EXERCISE OBJECTIVE - All lines holding the word "eprintln" should be located in the records and copied.

Items from a data source -

+--

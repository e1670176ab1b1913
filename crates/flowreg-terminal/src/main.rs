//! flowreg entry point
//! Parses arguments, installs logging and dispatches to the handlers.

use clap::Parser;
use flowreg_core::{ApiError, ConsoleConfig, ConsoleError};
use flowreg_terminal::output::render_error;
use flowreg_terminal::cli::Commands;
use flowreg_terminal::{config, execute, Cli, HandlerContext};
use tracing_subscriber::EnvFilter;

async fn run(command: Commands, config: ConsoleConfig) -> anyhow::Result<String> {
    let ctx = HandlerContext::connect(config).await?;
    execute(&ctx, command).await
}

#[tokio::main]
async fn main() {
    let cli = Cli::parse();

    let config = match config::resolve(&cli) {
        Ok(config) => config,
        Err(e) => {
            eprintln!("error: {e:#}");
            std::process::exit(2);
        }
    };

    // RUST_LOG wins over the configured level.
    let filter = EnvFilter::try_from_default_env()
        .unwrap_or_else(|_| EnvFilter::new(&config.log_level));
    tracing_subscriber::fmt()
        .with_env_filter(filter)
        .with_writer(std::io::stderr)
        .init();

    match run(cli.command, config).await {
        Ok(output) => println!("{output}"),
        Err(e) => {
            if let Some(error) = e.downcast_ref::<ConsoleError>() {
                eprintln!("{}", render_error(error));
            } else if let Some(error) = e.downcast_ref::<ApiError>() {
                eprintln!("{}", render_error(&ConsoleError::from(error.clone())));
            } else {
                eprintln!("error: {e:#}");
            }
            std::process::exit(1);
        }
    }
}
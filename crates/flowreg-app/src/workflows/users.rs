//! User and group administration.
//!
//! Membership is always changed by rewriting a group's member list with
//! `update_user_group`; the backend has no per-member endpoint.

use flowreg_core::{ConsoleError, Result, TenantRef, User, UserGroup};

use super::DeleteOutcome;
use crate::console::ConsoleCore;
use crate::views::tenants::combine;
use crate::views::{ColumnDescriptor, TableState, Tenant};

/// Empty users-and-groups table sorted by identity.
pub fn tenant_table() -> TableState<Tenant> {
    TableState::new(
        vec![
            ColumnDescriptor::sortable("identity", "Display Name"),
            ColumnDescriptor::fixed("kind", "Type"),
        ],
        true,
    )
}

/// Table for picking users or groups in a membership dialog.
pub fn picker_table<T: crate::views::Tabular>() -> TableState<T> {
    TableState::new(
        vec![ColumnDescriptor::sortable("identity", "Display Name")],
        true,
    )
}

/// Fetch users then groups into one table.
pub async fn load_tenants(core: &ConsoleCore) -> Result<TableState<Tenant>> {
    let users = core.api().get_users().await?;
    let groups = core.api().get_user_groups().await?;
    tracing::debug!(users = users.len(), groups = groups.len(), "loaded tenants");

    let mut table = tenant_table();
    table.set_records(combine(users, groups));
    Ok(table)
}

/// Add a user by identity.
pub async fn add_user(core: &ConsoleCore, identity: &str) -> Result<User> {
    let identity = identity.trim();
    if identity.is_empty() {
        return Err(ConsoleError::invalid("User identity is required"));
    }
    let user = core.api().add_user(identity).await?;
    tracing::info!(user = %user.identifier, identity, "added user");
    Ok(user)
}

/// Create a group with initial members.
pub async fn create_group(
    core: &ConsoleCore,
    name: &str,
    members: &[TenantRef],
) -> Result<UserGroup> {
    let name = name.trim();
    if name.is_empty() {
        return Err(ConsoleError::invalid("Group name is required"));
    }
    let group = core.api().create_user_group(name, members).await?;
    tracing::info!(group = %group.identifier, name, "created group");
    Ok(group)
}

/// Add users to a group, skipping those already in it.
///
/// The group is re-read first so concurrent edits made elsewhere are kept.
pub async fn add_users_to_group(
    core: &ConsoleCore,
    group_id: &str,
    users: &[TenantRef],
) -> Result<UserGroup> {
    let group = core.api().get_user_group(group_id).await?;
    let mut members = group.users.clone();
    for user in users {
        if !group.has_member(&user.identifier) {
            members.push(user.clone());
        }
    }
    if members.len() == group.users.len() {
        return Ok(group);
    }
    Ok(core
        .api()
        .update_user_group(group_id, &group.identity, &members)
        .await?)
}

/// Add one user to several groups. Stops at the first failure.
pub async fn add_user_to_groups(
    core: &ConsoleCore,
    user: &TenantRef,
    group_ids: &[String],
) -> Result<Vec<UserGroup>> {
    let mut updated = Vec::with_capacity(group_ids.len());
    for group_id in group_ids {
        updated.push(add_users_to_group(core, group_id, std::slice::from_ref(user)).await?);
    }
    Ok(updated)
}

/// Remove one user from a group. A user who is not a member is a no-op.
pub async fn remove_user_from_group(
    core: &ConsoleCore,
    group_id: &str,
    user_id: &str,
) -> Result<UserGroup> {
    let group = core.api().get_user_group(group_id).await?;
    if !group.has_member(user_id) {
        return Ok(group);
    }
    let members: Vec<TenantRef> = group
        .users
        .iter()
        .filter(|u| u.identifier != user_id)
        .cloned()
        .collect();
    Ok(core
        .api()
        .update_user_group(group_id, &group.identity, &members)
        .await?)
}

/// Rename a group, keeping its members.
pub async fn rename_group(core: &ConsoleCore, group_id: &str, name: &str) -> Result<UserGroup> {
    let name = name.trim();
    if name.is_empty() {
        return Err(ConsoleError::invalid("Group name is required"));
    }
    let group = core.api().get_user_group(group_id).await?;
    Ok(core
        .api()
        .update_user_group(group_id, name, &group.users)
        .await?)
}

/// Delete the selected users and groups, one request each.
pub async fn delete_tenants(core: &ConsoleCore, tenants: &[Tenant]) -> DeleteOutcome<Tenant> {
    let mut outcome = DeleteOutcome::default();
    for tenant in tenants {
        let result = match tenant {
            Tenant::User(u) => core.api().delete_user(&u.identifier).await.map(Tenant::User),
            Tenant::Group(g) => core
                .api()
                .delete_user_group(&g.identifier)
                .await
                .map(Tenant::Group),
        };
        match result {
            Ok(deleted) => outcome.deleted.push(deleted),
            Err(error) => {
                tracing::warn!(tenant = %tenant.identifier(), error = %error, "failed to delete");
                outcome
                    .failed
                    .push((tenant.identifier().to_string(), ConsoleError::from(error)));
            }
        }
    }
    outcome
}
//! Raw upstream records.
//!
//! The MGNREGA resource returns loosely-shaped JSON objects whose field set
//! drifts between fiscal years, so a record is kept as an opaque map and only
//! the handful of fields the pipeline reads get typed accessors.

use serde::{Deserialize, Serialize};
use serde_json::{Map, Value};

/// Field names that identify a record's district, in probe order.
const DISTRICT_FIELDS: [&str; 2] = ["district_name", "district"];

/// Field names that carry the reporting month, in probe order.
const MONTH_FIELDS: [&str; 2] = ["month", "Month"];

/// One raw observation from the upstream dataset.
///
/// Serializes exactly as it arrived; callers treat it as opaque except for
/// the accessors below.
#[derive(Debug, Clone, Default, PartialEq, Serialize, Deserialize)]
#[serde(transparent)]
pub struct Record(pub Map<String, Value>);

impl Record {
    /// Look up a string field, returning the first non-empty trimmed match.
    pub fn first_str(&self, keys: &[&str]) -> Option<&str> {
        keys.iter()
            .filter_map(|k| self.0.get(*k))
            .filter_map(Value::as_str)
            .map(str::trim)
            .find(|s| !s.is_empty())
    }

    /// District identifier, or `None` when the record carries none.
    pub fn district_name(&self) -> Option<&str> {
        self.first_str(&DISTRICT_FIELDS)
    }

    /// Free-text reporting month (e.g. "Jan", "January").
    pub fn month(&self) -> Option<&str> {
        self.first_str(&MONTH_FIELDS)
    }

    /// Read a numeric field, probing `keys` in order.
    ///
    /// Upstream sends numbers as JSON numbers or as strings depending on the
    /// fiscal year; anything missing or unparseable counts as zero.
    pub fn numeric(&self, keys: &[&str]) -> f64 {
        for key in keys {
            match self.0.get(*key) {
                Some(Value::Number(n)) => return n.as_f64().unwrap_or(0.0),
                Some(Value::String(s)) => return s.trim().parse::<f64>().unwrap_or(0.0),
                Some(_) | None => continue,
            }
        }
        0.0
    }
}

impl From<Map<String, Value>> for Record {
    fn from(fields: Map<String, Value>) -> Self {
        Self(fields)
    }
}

+--

ANSWER TO THE EXERCISE -
            eprintln!("error: {e:#}");
                eprintln!("{}", render_error(error));
                eprintln!("{}", render_error(&ConsoleError::from(error.clone())));
                eprintln!("error: {e:#}");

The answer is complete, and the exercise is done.